SVP, Cyber Governance, Risk and Compliance

About The Position

Requirements

• Minimum of 15 years of progressive experience in cybersecurity, with at least 7-10 years in a senior leadership role focused on GRC.
• Intimate knowledge of SoX, SoC2, ISO27K, NYDFS regulation and relevant international equivalents are required.
• Proven experience in a complex, global organization, preferably within a highly regulated industry (e.g., financial services, healthcare, technology).
• Demonstrated track record of successfully building and leading enterprise-wide GRC programs.
• Prior Board exposure in public companies.
• Bachelor's degree in Information Systems, Computer Science, or a related field is preferred.
• Adherence to Company policies, sound judgment and trustworthiness, working safely, communicating respectfully, and safeguarding business operations, confidential and proprietary information, and the Company’s reputation are also essential expectations of this position.

Nice To Haves

• ISACA, CISA, CISSP, CISM, or CRISC certifications are a plus.

Responsibilities

• Develop and execute a comprehensive, long-term GRC strategy aligned with business objectives and regulatory requirements.
• Present regularly to the Board and executive team on cyber risk posture and program effectiveness.
• Oversee the design, implementation, and operation of the cybersecurity governance framework, policies, and standards (e.g., NIST, ISO 27001, CIS).
• Manage and mature the cyber security policy lifecycle, including development, communication, and enforcement.
• Lead the enterprise-wide cyber risk management program, including risk identification, assessment, mitigation, and reporting.
• Lead an international group of senior security and business risk liaisons to disseminate and enforce regional and corporate compliance, offer central security services such as advisory and technology.
• Ensure the company's adherence to all relevant national and international cyber security regulations and compliance standards (e.g.
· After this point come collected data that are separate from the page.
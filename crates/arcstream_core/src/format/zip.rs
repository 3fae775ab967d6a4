//! zip: local headers are walked in stream order with
//! `zip::read::read_zipfile_from_stream`, so members are found without the
//! central directory. Writing goes through `zip::ZipWriter`.

use super::{declared_size, drain, EntryReader, EntryWriter, ExactSize, Format, Visit};
use crate::entry::{EntryHeader, EntryKind, DEFAULT_MODE};
use crate::options::{Algorithm, MAX_LEVEL};
use crate::{Error, Result};
use ::zip::extra_fields::ExtraField;
use ::zip::read::{read_zipfile_from_stream, ZipFile};
use ::zip::result::ZipError;
use chrono::{Datelike, Local, NaiveDate, TimeZone, Timelike};
use std::io::{self, BufRead, BufReader, Read, Seek, Write};
use tracing::trace;

/// End-of-central-directory records; the stream holds no more members.
const END_SIGNATURES: [&[u8; 4]; 2] = [b"PK\x05\x06", b"PK\x06\x06"];

fn zip_error(e: ZipError) -> Error {
    match e {
        ZipError::Io(e) => Error::Io(e),
        other => Error::codec(other.to_string()),
    }
}

/// MS-DOS timestamp, interpreted in the local time zone
fn dos_time(time: ::zip::DateTime) -> Option<i64> {
    let naive = NaiveDate::from_ymd_opt(time.year() as i32, time.month() as u32, time.day() as u32)?
        .and_hms_opt(time.hour() as u32, time.minute() as u32, time.second() as u32)?;
    Local.from_local_datetime(&naive).earliest().map(|dt| dt.timestamp())
}

fn describe<R: Read>(file: &ZipFile<'_, R>) -> EntryHeader {
    // the extended timestamp is UTC and to the second; prefer it
    let unix_time = file.extra_data_fields().find_map(|field| match field {
        ExtraField::ExtendedTimestamp(ts) => ts.mod_time().map(i64::from),
        _ => None,
    });
    EntryHeader {
        path: file.name().to_string(),
        size: Some(file.size()),
        mtime: unix_time.or_else(|| file.last_modified().and_then(dos_time)),
        kind: if file.is_dir() {
            EntryKind::Directory
        } else {
            EntryKind::Regular
        },
        mode: file.unix_mode().map(|m| m & 0o7777),
    }
}

pub(super) struct ZipReader<'a> {
    input: BufReader<Box<dyn Read + 'a>>,
    done: bool,
}

impl<'a> ZipReader<'a> {
    pub(super) fn new(input: Box<dyn Read + 'a>) -> Self {
        Self {
            input: BufReader::new(input),
            done: false,
        }
    }

    /// An archive with no members starts with its end record, which the
    /// stream reader treats as damage.
    fn at_end(&mut self) -> Result<bool> {
        let head = self.input.fill_buf()?;
        Ok(head.is_empty() || END_SIGNATURES.iter().any(|sig| head.starts_with(&sig[..])))
    }
}

impl EntryReader for ZipReader<'_> {
    fn next_entry(&mut self, visit: &mut Visit<'_>) -> Result<bool> {
        if self.done || self.at_end()? {
            self.done = true;
            return Ok(false);
        }

        let Some(mut file) = read_zipfile_from_stream(&mut self.input).map_err(zip_error)? else {
            // central directory
            self.done = true;
            return Ok(false);
        };

        let header = describe(&file);
        trace!(path = %header.path, size = ?header.size, "zip member");
        visit(&header, &mut file)?;
        // through the decoder, so the checksum is verified for skipped members too
        drain(&mut file)?;
        Ok(true)
    }

    fn format(&self) -> Format {
        Format::Zip
    }
}

// ============================================================================
// Writer
// ============================================================================

fn zip_time(secs: i64) -> Option<::zip::DateTime> {
    let local = Local.timestamp_opt(secs, 0).single()?;
    ::zip::DateTime::from_date_and_time(
        u16::try_from(local.year()).ok()?,
        local.month() as u8,
        local.day() as u8,
        local.hour() as u8,
        local.minute() as u8,
        local.second() as u8,
    )
    .ok()
}

pub(super) struct ZipEntryWriter<W: Write + Seek> {
    zip: ::zip::ZipWriter<W>,
    method: ::zip::CompressionMethod,
    level: Option<i64>,
}

impl<W: Write + Seek> ZipEntryWriter<W> {
    pub(super) fn new(sink: W, algorithm: Algorithm, level: u32) -> Self {
        let (method, level) = match algorithm {
            Algorithm::Deflate => (
                ::zip::CompressionMethod::Deflated,
                Some(level.clamp(1, MAX_LEVEL) as i64),
            ),
            _ => (::zip::CompressionMethod::Stored, None),
        };
        Self {
            zip: ::zip::ZipWriter::new(sink),
            method,
            level,
        }
    }
}

impl<W: Write + Seek> EntryWriter for ZipEntryWriter<W> {
    type Sink = W;

    fn append(&mut self, entry: &EntryHeader, data: &mut dyn Read) -> Result<()> {
        let size = declared_size(entry)?;

        // without a time the crate stamps the DOS epoch, 1980-01-01
        let mut options = ::zip::write::SimpleFileOptions::default()
            .compression_method(self.method)
            .compression_level(self.level)
            .unix_permissions(entry.mode.unwrap_or(DEFAULT_MODE))
            .large_file(size >= u32::MAX as u64);
        if let Some(time) = entry.mtime.and_then(zip_time) {
            options = options.last_modified_time(time);
        }

        self.zip.start_file(entry.path.as_str(), options).map_err(zip_error)?;
        io::copy(&mut ExactSize::new(data, size), &mut self.zip)?;
        Ok(())
    }

    fn finish(self) -> Result<W> {
        self.zip.finish().map_err(zip_error)
    }
}

#[cfg(test)]
mod tests {
    use super::*;
    use std::io::Cursor;

    fn write_archive(algorithm: Algorithm, entries: &[(&str, &[u8])], mtime: Option<i64>) -> Vec<u8> {
        let mut writer = ZipEntryWriter::new(Cursor::new(Vec::new()), algorithm, 6);
        for (path, data) in entries {
            let mut header = EntryHeader::regular(*path, data.len() as u64);
            header.mtime = mtime;
            writer.append(&header, &mut &data[..]).unwrap();
        }
        writer.finish().unwrap().into_inner()
    }

    fn read_all(bytes: Vec<u8>) -> Result<Vec<(EntryHeader, Vec<u8>)>> {
        let mut reader = ZipReader::new(Box::new(Cursor::new(bytes)));
        let mut out = Vec::new();
        while reader.next_entry(&mut |header, data| {
            let mut payload = Vec::new();
            data.read_to_end(&mut payload)?;
            out.push((header.clone(), payload));
            Ok(())
        })? {}
        Ok(out)
    }

    #[test]
    fn test_deflate_roundtrip() {
        let big = b"abcdefgh".repeat(500);
        let bytes = write_archive(
            Algorithm::Deflate,
            &[("a.txt", b"hello"), ("big.txt", &big)],
            Some(1_600_000_000),
        );
        assert!(bytes.starts_with(b"PK\x03\x04"));

        let entries = read_all(bytes).unwrap();
        assert_eq!(entries.len(), 2);
        assert_eq!(entries[0].0.path, "a.txt");
        assert_eq!(entries[0].1, b"hello");
        assert_eq!(entries[0].0.mtime, Some(1_600_000_000));
        assert_eq!(entries[1].0.size, Some(big.len() as u64));
        assert_eq!(entries[1].1, big);
    }

    #[test]
    fn test_stored_roundtrip() {
        let entries = read_all(write_archive(Algorithm::None, &[("s.bin", &[0u8, 1, 2, 3])], None)).unwrap();
        assert_eq!(entries[0].0.size, Some(4));
        assert_eq!(entries[0].1, vec![0u8, 1, 2, 3]);
    }

    #[test]
    fn test_missing_time_is_dos_epoch() {
        let entries = read_all(write_archive(Algorithm::Deflate, &[("a", b"a")], None)).unwrap();
        let modified = Local.timestamp_opt(entries[0].0.mtime.unwrap(), 0).unwrap();
        assert_eq!((modified.year(), modified.month(), modified.day()), (1980, 1, 1));
    }

    #[test]
    fn test_empty_archive() {
        let bytes = write_archive(Algorithm::Deflate, &[], None);
        assert!(bytes.starts_with(b"PK\x05\x06"));
        assert!(read_all(bytes).unwrap().is_empty());
    }

    #[test]
    fn test_skip_members() {
        let bytes = write_archive(Algorithm::Deflate, &[("a", b"aaaa"), ("b", b"bbbb")], None);
        let mut reader = ZipReader::new(Box::new(Cursor::new(bytes)));
        let mut paths = Vec::new();
        while reader
            .next_entry(&mut |header, _| {
                paths.push(header.path.clone());
                Ok(())
            })
            .unwrap()
        {}
        assert_eq!(paths, ["a", "b"]);
    }

    #[test]
    fn test_corrupt_crc() {
        let mut bytes = write_archive(Algorithm::None, &[("a", b"hello")], None);
        // stored payload follows the 30-byte header, the name and the extra block
        let name_len = u16::from_le_bytes([bytes[26], bytes[27]]) as usize;
        let extra_len = u16::from_le_bytes([bytes[28], bytes[29]]) as usize;
        bytes[30 + name_len + extra_len] ^= 0xff;
        assert!(read_all(bytes).is_err());
    }

    #[test]
    fn test_dos_time() {
        let time = ::zip::DateTime::from_date_and_time(2020, 1, 2, 3, 4, 6).unwrap();
        let local = Local.timestamp_opt(dos_time(time).unwrap(), 0).unwrap();
        assert_eq!((local.year(), local.month(), local.day()), (2020, 1, 2));
        assert_eq!((local.hour(), local.minute(), local.second()), (3, 4, 6));
    }

    #[test]
    fn test_bad_signature() {
        assert!(read_all(b"PK\x07\x07junk".to_vec()).is_err());
    }
}
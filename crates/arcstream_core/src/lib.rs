//! arcstream core - streaming archive creation, enumeration and extraction
//!
//! Archives are read and written strictly forward through stream adapters,
//! so neither side has to hold the whole archive in memory. Entry walks are
//! lazy iterators that own their read handle.

pub mod compress;
pub mod entry;
pub mod error;
pub mod filter;
pub mod format;
pub mod handle;
pub mod modify;
pub mod options;
pub mod stream;
pub mod transcode;
pub mod walk;

pub use compress::{create, create_into, Compressor};
pub use entry::{EntryDescriptor, EntryHeader, EntryKind, EntryRecord, NameFilter};
pub use error::{Error, ErrorCode, Result};
pub use handle::{ReadHandle, WriteHandle};
pub use modify::{delete, update};
pub use options::{options, Algorithm, ArchiveOptions, OptionsRecord, WriteFormat};
pub use stream::ByteSource;
pub use walk::{
    entries, extract_binary, extract_text, BinaryEntries, Entries, EntryWalk, TextEntries,
    DEFAULT_ENCODING,
};
//! Error types for arcstream

use std::fmt;
use thiserror::Error;

/// Namespace prefix used when an error code is shown to a host.
pub const ERROR_NAMESPACE: &str = "arcstream";

/// Main error type for archive operations
#[derive(Error, Debug)]
pub enum Error {
    #[error("{0}")]
    Codec(String),

    #[error("IO error: {0}")]
    Io(#[from] std::io::Error),

    #[error("internal error (couldn't create archive): {0}")]
    HandleCreation(String),

    #[error("archive handle used after close")]
    HandleClosed,

    #[error("entry count mismatch: {entries} entries but {contents} contents")]
    EntryCountMismatch { entries: usize, contents: usize },

    #[error("invalid archive options: {0}")]
    InvalidOptions(String),

    #[error("{0}: unsupported encoding")]
    UnsupportedEncoding(String),

    #[error("{0}: Function not yet Implemented")]
    NotImplemented(&'static str),
}

/// Error codes reported to callers alongside the message
#[derive(Debug, Clone, Copy, PartialEq, Eq)]
pub enum ErrorCode {
    /// Generic internal error, used for every codec and stream failure
    Internal,
    EntryCount,
    InvalidOptions,
    UnsupportedEncoding,
    NotImplemented,
}

impl ErrorCode {
    pub fn as_str(&self) -> &'static str {
        match self {
            ErrorCode::Internal => "ARCH9999",
            ErrorCode::EntryCount => "ARCH0001",
            ErrorCode::InvalidOptions => "ARCH0002",
            ErrorCode::UnsupportedEncoding => "ARCH0004",
            ErrorCode::NotImplemented => "ImplementationError",
        }
    }

    /// `arcstream:ARCH0004` style name
    pub fn qualified(&self) -> String {
        format!("{}:{}", ERROR_NAMESPACE, self.as_str())
    }
}

impl fmt::Display for ErrorCode {
    fn fmt(&self, f: &mut fmt::Formatter<'_>) -> fmt::Result {
        f.write_str(self.as_str())
    }
}

impl Error {
    pub fn code(&self) -> ErrorCode {
        match self {
            Error::Codec(_) | Error::Io(_) | Error::HandleCreation(_) | Error::HandleClosed => {
                ErrorCode::Internal
            }
            Error::EntryCountMismatch { .. } => ErrorCode::EntryCount,
            Error::InvalidOptions(_) => ErrorCode::InvalidOptions,
            Error::UnsupportedEncoding(_) => ErrorCode::UnsupportedEncoding,
            Error::NotImplemented(_) => ErrorCode::NotImplemented,
        }
    }

    pub(crate) fn codec(message: impl Into<String>) -> Self {
        Error::Codec(message.into())
    }
}

/// Result type alias for archive operations
pub type Result<T> = std::result::Result<T, Error>;
//! Container formats: detection, entry readers and entry writers.
//!
//! Readers walk entries strictly forward and hand each payload to a visitor
//! while the entry is current; writers take a header with a known size
//! together with a reader yielding exactly that many payload bytes.

mod ar;
mod cpio;
mod tar;
mod zip;

use crate::entry::EntryHeader;
use crate::filter::{Compression, Encoder};
use crate::options::{format_code, ArchiveOptions, WriteFormat};
use crate::stream::SinkAdapter;
use crate::{Error, Result};
use std::io::{self, BufWriter, Read, Seek, Write};

/// Bytes needed to recognize every supported container
pub(crate) const FORMAT_PEEK_LEN: usize = 512;

/// Writers hand output to the sink in blocks of this size
pub const WRITE_BLOCK_SIZE: usize = 1024;

/// Longest member name, or GNU ar name table, accepted on read
pub(crate) const MAX_NAME_LEN: u64 = 64 * 1024;

/// Detected container format, down to the variant when the header tells it
#[derive(Debug, Clone, Copy, PartialEq, Eq)]
pub enum Format {
    /// Zero bytes of input
    Empty,
    /// Pre-POSIX tar, or an archive holding only end-of-archive blocks
    Tar,
    TarUstar,
    TarPax,
    TarGnu,
    Zip,
    /// Portable ASCII ("odc")
    CpioOdc,
    /// SVR4 "newc"
    CpioNewc,
    /// SVR4 "newc" with checksums
    CpioCrc,
    Ar,
    ArGnu,
    ArBsd,
}

impl Format {
    pub fn code(self) -> i32 {
        match self {
            Format::Empty => format_code::EMPTY,
            Format::Tar => format_code::TAR,
            Format::TarUstar => format_code::TAR_USTAR,
            Format::TarPax => format_code::TAR_PAX,
            Format::TarGnu => format_code::TAR_GNU,
            Format::Zip => format_code::ZIP,
            Format::CpioOdc => format_code::CPIO_POSIX,
            Format::CpioNewc => format_code::CPIO_SVR4_NOCRC,
            Format::CpioCrc => format_code::CPIO_SVR4_CRC,
            Format::Ar => format_code::AR,
            Format::ArGnu => format_code::AR_GNU,
            Format::ArBsd => format_code::AR_BSD,
        }
    }

    /// Identify the container from the head of the (decompressed) stream.
    pub fn detect(head: &[u8]) -> Option<Format> {
        if head.is_empty() {
            return Some(Format::Empty);
        }
        if head.starts_with(b"PK\x03\x04") || head.starts_with(b"PK\x05\x06") {
            return Some(Format::Zip);
        }
        if head.starts_with(b"070701") {
            return Some(Format::CpioNewc);
        }
        if head.starts_with(b"070702") {
            return Some(Format::CpioCrc);
        }
        if head.starts_with(b"070707") {
            return Some(Format::CpioOdc);
        }
        if head.starts_with(ar::MAGIC) {
            return Some(Format::Ar);
        }
        tar::detect(head)
    }
}

/// Read `buf.len()` bytes unless the input ends first; returns the count read.
pub(crate) fn read_full<R: Read + ?Sized>(reader: &mut R, buf: &mut [u8]) -> io::Result<usize> {
    let mut filled = 0;
    while filled < buf.len() {
        match reader.read(&mut buf[filled..]) {
            Ok(0) => break,
            Ok(n) => filled += n,
            Err(e) if e.kind() == io::ErrorKind::Interrupted => continue,
            Err(e) => return Err(e),
        }
    }
    Ok(filled)
}

/// Discard exactly `len` bytes or fail with `what`.
pub(crate) fn discard<R: Read + ?Sized>(reader: &mut R, len: u64, what: &str) -> Result<()> {
    let skipped = io::copy(&mut reader.take(len), &mut io::sink())?;
    if skipped != len {
        return Err(Error::codec(format!("Truncated {} archive", what)));
    }
    Ok(())
}

/// Consume whatever payload a visitor left unread.
fn drain<R: Read + ?Sized>(data: &mut R) -> Result<()> {
    io::copy(data, &mut io::sink())?;
    Ok(())
}

/// Receives one entry: its header, then its payload as a reader that ends
/// with the entry.
pub(crate) type Visit<'v> = dyn FnMut(&EntryHeader, &mut dyn Read) -> Result<()> + 'v;

/// Forward-only entry walk over one container
pub(crate) trait EntryReader {
    /// Hand the next entry to `visit` and discard what it left unread.
    /// Returns `false` at end of archive.
    fn next_entry(&mut self, visit: &mut Visit<'_>) -> Result<bool>;

    fn format(&self) -> Format;
}

struct EmptyReader;

impl EntryReader for EmptyReader {
    fn next_entry(&mut self, _visit: &mut Visit<'_>) -> Result<bool> {
        Ok(false)
    }

    fn format(&self) -> Format {
        Format::Empty
    }
}

/// Build the reader for a detected format.
pub(crate) fn reader<'a>(format: Format, input: Box<dyn Read + 'a>) -> Box<dyn EntryReader + 'a> {
    match format {
        Format::Empty => Box::new(EmptyReader),
        Format::Tar | Format::TarUstar | Format::TarPax | Format::TarGnu => {
            Box::new(tar::TarReader::new(input, format))
        }
        Format::Zip => Box::new(zip::ZipReader::new(input)),
        Format::CpioOdc | Format::CpioNewc | Format::CpioCrc => {
            Box::new(cpio::CpioReader::new(input, format))
        }
        Format::Ar | Format::ArGnu | Format::ArBsd => Box::new(ar::ArReader::new(input)),
    }
}

// ============================================================================
// Writers
// ============================================================================

/// Entry-at-a-time archive writer
pub(crate) trait EntryWriter {
    type Sink;

    /// Write one entry. `header.size` must be set and `data` must yield
    /// exactly that many bytes.
    fn append(&mut self, header: &EntryHeader, data: &mut dyn Read) -> Result<()>;

    /// Write trailers and return the underlying sink.
    fn finish(self) -> Result<Self::Sink>;
}

/// Size a writer needs before the first payload byte
fn declared_size(header: &EntryHeader) -> Result<u64> {
    header
        .size
        .ok_or_else(|| Error::codec(format!("size of '{}' must be known before its header", header.path)))
}

/// Output stack of stream formats: format writer over compression over
/// fixed-size blocks over the caller's sink.
pub(crate) type BlockSink<W> = BufWriter<SinkAdapter<W>>;
type StreamSink<W> = Encoder<BlockSink<W>>;

pub(crate) fn block_sink<W: Write>(sink: W) -> BlockSink<W> {
    BufWriter::with_capacity(WRITE_BLOCK_SIZE, SinkAdapter::new(sink))
}

pub(crate) fn unwrap_block_sink<W: Write>(sink: BlockSink<W>) -> Result<W> {
    let adapter = sink.into_inner().map_err(|e| Error::Io(e.into_error()))?;
    Ok(adapter.into_inner())
}

fn finish_stream<W: Write>(encoder: StreamSink<W>) -> Result<W> {
    unwrap_block_sink(encoder.finish()?)
}

/// Writer for one open write session
pub(crate) enum FormatWriter<W: Write + Seek> {
    Tar(tar::TarWriter<StreamSink<W>>),
    Cpio(cpio::CpioWriter<StreamSink<W>>),
    Ar(ar::ArWriter<StreamSink<W>>),
    Zip(zip::ZipEntryWriter<BlockSink<W>>),
}

impl<W: Write + Seek> FormatWriter<W> {
    pub(crate) fn new(sink: W, options: &ArchiveOptions) -> Result<Self> {
        options.validate()?;

        if options.format == WriteFormat::Zip {
            let writer = zip::ZipEntryWriter::new(block_sink(sink), options.algorithm, options.level);
            return Ok(FormatWriter::Zip(writer));
        }

        let compression = options.algorithm.stream_compression().unwrap_or(Compression::None);
        let encoder = Encoder::new(block_sink(sink), compression, options.level)?;
        let writer = match options.format {
            WriteFormat::Tar => FormatWriter::Tar(tar::TarWriter::new(encoder)),
            WriteFormat::Cpio => FormatWriter::Cpio(cpio::CpioWriter::new(encoder)),
            WriteFormat::Ar => FormatWriter::Ar(ar::ArWriter::new(encoder)),
            WriteFormat::Zip => unreachable!("zip handled above"),
        };
        Ok(writer)
    }
}

impl<W: Write + Seek> EntryWriter for FormatWriter<W> {
    type Sink = W;

    fn append(&mut self, header: &EntryHeader, data: &mut dyn Read) -> Result<()> {
        match self {
            FormatWriter::Tar(w) => w.append(header, data),
            FormatWriter::Cpio(w) => w.append(header, data),
            FormatWriter::Ar(w) => w.append(header, data),
            FormatWriter::Zip(w) => w.append(header, data),
        }
    }

    fn finish(self) -> Result<W> {
        match self {
            FormatWriter::Tar(w) => finish_stream(w.finish()?),
            FormatWriter::Cpio(w) => finish_stream(w.finish()?),
            FormatWriter::Ar(w) => finish_stream(w.finish()?),
            FormatWriter::Zip(w) => unwrap_block_sink(w.finish()?),
        }
    }
}

/// Payload reader that fails unless its input yields exactly the declared
/// number of bytes.
pub(crate) struct ExactSize<'r> {
    inner: &'r mut dyn Read,
    remaining: u64,
}

impl<'r> ExactSize<'r> {
    pub(crate) fn new(inner: &'r mut dyn Read, size: u64) -> Self {
        Self { inner, remaining: size }
    }
}

impl Read for ExactSize<'_> {
    fn read(&mut self, buf: &mut [u8]) -> io::Result<usize> {
        if buf.is_empty() {
            return Ok(0);
        }
        if self.remaining == 0 {
            let mut extra = [0u8; 1];
            if read_full(&mut *self.inner, &mut extra)? > 0 {
                return Err(io::Error::new(
                    io::ErrorKind::InvalidData,
                    "entry payload exceeds its declared size",
                ));
            }
            return Ok(0);
        }
        let want = buf.len().min(self.remaining.min(usize::MAX as u64) as usize);
        let n = self.inner.read(&mut buf[..want])?;
        if n == 0 {
            return Err(io::Error::new(
                io::ErrorKind::UnexpectedEof,
                format!("entry payload is {} bytes shorter than its declared size", self.remaining),
            ));
        }
        self.remaining -= n as u64;
        Ok(n)
    }
}

#[cfg(test)]
mod tests {
    use super::*;

    #[test]
    fn test_detect() {
        assert_eq!(Format::detect(b""), Some(Format::Empty));
        assert_eq!(Format::detect(b"PK\x03\x04rest"), Some(Format::Zip));
        assert_eq!(Format::detect(b"PK\x05\x06"), Some(Format::Zip));
        assert_eq!(Format::detect(b"07070100000001"), Some(Format::CpioNewc));
        assert_eq!(Format::detect(b"070707000001"), Some(Format::CpioOdc));
        assert_eq!(Format::detect(b"!<arch>\n"), Some(Format::Ar));
        assert_eq!(Format::detect(&[0u8; 512]), Some(Format::Tar));
        assert_eq!(Format::detect(b"definitely not an archive"), None);
    }

    #[test]
    fn test_exact_size() {
        let mut data: &[u8] = b"abc";
        let mut out = Vec::new();
        io::copy(&mut ExactSize::new(&mut data, 3), &mut out).unwrap();
        assert_eq!(out, b"abc");

        let mut data: &[u8] = b"abcd";
        let err = io::copy(&mut ExactSize::new(&mut data, 3), &mut io::sink()).unwrap_err();
        assert_eq!(err.kind(), io::ErrorKind::InvalidData);

        let mut data: &[u8] = b"ab";
        let err = io::copy(&mut ExactSize::new(&mut data, 3), &mut io::sink()).unwrap_err();
        assert_eq!(err.to_string(), "entry payload is 1 bytes shorter than its declared size");
    }
}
SOX, PCI-DSS, NYDFS, etc.).
• Act as the primary point of contact for external and internal audits related to cyber security, overseeing the remediation of any findings.
• Build, mentor, and lead a high-performing team of GRC professionals.
• Build strong relationships with internal and external partners, including legal, HR, IT, and business leaders, as well as regulators and industry peers.

Benefits

• Day-one eligibility for medical, dental, and vision coverage, plus supplemental plan options.
• Spousal, domestic partner, and other eligible dependent coverage is available on select plans.
• Tax-advantaged HSA and FSA accounts.
• Company-paid basic life and AD&D.
• Optional voluntary life and AD&D for you and your family.
• Short- and long-term disability.
• Legal plan.
• Pet insurance.
• Travel accident coverage.
• Adoption assistance.
• Fertility planning coverage.
• Caregiver support.
• Dependent Care FSA for possibility of an employer match.
• Complimentary Care@Work membership.
• Up to 12 weeks of paid parental leave with eligibility for a thoughtful, gradual return.
• 401(k) with employer match.
• Employee Stock Purchase Plan (ESPP).
• Financial wellness resources.
• Career coaching.
• Optional long-term care insurance.
• Tuition reimbursement.
• Flexible time off for exempt employees or paid time off for nonexempt employees.
• Up to 12 paid holidays per year.
• Commuter benefits.
• Employee discounts.
• Charitable gift matching.
• Paid volunteer time off.
• Corporate volunteer events.
• 24/7 support including professional therapy, coaching, and emotional well-being programs.
• Guided meditation and resources that support physical, mental, social, and financial wellness.